┌──
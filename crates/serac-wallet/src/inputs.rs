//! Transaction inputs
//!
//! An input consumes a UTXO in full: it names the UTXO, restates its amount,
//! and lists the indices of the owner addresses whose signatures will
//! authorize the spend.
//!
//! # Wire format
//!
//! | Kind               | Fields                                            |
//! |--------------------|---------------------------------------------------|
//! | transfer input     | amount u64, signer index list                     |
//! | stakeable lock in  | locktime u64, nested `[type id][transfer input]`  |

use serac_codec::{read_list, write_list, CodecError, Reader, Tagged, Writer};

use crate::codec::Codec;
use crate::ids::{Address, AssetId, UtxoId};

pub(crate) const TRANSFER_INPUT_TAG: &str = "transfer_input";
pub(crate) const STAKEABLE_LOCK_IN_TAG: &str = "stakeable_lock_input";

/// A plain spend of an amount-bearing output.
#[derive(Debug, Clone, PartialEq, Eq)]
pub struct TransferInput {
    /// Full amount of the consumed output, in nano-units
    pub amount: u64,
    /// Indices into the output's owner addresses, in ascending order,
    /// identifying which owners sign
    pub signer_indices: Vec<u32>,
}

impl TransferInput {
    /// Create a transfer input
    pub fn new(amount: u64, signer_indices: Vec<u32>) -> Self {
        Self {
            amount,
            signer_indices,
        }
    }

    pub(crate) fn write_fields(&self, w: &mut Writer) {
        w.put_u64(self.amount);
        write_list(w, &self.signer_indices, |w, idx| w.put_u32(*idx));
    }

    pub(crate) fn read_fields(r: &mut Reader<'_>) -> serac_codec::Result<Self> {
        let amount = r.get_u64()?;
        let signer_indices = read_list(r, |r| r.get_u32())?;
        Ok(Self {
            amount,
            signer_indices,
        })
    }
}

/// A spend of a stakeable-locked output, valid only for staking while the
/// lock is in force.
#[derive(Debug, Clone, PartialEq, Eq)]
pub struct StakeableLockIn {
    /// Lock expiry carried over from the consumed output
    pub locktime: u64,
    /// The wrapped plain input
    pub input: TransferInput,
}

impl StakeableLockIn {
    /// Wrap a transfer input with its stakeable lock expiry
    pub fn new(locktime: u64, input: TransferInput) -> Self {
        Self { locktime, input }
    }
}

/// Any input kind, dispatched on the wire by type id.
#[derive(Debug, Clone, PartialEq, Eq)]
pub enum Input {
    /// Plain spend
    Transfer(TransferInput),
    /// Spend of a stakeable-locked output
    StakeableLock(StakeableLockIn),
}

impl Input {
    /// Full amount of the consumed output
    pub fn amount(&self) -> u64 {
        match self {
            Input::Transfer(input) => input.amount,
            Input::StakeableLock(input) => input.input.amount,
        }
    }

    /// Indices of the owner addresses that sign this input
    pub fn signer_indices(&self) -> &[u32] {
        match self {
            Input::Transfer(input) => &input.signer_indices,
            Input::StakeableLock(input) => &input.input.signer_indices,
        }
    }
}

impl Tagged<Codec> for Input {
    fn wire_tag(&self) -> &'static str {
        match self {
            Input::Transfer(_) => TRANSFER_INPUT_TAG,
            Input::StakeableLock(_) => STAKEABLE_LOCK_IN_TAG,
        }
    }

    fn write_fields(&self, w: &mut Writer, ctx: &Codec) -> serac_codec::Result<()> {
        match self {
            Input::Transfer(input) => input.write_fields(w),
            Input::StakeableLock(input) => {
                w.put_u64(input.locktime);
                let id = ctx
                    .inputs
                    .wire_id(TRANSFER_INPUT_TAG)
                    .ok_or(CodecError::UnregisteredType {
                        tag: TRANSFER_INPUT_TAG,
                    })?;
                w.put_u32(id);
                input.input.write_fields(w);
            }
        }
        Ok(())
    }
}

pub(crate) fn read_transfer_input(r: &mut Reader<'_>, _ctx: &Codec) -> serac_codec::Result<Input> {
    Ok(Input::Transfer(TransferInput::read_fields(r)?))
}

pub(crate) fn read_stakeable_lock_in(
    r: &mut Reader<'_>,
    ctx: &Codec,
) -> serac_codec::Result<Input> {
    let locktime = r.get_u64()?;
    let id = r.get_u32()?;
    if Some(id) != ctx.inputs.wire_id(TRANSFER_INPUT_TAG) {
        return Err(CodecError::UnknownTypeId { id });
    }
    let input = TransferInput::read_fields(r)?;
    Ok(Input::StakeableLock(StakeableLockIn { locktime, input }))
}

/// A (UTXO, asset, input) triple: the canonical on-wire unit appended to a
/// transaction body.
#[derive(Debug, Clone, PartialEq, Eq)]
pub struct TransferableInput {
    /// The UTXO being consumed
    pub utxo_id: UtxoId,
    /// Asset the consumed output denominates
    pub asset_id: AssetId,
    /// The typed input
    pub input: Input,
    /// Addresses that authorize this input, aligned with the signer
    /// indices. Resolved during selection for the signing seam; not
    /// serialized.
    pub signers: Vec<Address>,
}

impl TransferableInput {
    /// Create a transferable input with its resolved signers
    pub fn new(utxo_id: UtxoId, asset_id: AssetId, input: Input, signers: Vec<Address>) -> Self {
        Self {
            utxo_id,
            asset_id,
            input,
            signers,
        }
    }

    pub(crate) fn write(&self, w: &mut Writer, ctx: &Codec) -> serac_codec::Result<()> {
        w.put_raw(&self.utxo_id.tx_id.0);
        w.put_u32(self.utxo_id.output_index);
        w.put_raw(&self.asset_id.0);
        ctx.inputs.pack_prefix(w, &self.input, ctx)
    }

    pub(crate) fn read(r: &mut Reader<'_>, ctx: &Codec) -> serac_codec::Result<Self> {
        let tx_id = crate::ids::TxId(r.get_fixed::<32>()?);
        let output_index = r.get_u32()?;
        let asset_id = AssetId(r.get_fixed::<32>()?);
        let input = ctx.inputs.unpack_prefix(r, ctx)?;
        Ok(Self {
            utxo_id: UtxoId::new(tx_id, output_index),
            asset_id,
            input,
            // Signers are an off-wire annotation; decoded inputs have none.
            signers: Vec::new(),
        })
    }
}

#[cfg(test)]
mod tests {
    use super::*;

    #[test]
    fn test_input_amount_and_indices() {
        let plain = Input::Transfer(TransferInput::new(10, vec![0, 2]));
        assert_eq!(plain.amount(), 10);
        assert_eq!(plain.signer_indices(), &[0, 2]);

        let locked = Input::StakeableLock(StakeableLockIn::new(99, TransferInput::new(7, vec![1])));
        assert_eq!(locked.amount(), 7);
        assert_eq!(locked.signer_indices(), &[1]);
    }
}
└──
┌──
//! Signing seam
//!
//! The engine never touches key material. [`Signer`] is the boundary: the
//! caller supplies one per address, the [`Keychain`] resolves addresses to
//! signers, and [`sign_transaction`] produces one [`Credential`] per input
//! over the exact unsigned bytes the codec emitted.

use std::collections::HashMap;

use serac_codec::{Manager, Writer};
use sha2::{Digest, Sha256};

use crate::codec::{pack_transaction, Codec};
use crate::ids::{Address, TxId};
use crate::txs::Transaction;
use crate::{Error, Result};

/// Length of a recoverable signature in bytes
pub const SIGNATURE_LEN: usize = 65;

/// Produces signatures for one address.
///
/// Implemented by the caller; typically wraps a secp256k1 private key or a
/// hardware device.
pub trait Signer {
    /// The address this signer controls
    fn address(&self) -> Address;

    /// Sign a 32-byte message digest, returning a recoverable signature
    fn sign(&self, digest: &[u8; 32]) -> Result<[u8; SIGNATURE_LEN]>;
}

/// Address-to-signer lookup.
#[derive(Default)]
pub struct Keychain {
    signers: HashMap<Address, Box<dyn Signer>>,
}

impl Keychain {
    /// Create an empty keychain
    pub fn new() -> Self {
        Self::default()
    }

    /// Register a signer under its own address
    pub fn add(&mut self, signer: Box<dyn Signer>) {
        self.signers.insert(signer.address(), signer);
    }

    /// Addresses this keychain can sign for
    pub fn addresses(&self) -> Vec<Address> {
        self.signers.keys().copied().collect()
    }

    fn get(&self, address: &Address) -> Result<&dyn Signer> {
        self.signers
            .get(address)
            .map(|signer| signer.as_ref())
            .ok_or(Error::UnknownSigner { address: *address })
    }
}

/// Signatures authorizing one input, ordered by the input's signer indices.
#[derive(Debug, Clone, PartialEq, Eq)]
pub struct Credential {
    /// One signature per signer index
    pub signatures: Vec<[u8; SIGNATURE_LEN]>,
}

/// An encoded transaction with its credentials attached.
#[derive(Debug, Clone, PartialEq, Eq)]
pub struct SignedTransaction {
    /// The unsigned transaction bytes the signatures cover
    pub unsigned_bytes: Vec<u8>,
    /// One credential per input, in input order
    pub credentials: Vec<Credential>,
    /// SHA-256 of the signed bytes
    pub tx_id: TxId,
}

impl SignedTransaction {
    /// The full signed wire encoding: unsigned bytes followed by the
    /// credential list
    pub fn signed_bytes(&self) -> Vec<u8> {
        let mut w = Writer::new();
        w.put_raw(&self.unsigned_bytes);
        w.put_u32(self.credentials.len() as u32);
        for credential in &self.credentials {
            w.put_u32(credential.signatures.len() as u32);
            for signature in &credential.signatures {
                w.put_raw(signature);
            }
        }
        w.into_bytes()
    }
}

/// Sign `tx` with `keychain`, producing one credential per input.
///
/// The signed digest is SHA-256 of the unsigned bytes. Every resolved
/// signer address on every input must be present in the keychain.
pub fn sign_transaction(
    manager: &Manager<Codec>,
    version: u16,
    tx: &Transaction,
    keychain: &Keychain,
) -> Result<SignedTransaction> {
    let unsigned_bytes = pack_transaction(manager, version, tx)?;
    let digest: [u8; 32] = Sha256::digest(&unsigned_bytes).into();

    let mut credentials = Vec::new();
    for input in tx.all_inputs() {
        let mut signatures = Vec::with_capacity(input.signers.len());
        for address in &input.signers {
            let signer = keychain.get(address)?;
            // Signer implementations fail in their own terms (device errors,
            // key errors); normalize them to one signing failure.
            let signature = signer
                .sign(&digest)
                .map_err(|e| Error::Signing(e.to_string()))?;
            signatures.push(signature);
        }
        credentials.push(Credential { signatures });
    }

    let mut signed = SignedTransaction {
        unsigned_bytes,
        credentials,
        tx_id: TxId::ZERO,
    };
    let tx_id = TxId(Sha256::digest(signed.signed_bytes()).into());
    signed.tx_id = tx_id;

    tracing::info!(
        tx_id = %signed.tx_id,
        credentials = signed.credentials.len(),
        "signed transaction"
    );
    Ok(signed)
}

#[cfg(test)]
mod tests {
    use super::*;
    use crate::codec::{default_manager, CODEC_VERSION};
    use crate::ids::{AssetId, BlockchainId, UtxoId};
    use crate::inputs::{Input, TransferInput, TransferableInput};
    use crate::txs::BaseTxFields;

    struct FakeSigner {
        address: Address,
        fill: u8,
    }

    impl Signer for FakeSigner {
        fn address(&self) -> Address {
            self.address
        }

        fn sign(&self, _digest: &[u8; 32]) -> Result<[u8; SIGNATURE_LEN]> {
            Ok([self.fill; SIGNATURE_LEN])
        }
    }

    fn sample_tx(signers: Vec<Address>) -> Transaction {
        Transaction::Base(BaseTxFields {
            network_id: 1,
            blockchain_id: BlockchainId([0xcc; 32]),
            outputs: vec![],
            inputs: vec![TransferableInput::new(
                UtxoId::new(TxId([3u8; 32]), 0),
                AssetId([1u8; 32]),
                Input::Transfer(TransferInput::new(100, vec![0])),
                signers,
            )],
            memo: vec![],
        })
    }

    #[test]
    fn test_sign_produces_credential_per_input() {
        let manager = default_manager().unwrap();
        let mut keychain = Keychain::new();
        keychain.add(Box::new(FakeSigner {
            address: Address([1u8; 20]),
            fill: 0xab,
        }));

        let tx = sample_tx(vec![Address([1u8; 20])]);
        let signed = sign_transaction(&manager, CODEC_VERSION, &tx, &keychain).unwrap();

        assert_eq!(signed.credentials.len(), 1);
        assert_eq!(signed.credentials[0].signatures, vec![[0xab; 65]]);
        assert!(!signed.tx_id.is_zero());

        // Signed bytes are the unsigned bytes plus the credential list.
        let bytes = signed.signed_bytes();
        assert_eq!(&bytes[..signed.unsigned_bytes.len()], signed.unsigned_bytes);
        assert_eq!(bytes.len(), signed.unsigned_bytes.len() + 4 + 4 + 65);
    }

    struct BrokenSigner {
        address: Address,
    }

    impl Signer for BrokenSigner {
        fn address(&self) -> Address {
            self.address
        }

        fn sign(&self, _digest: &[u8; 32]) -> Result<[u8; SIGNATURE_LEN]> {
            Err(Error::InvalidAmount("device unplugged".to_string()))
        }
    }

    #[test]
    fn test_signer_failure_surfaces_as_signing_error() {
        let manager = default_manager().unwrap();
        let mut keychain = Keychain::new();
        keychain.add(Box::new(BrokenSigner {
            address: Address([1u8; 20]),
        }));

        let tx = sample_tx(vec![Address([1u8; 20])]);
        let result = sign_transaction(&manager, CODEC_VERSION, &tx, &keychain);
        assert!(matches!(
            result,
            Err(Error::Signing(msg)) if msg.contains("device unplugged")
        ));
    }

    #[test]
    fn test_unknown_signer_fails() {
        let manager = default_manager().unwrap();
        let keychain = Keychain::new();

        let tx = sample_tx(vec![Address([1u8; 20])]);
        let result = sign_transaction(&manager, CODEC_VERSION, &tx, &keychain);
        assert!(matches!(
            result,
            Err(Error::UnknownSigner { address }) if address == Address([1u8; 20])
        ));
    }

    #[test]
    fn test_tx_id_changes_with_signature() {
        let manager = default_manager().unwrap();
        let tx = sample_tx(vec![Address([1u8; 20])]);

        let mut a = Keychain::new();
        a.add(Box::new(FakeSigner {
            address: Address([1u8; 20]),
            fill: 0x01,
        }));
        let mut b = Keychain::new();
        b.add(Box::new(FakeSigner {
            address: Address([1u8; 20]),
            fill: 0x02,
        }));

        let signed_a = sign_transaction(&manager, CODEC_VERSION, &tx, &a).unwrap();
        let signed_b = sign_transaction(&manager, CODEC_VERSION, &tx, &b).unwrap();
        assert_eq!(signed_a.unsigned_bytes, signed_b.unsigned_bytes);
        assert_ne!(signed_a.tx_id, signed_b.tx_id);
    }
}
└──
With "const" as the string to match, show every line of the entries above that has it.

RESPONSE BOX -
pub(crate) const TRANSFER_INPUT_TAG: &str = "transfer_input";
pub(crate) const STAKEABLE_LOCK_IN_TAG: &str = "stakeable_lock_input";
pub const SIGNATURE_LEN: usize = 65;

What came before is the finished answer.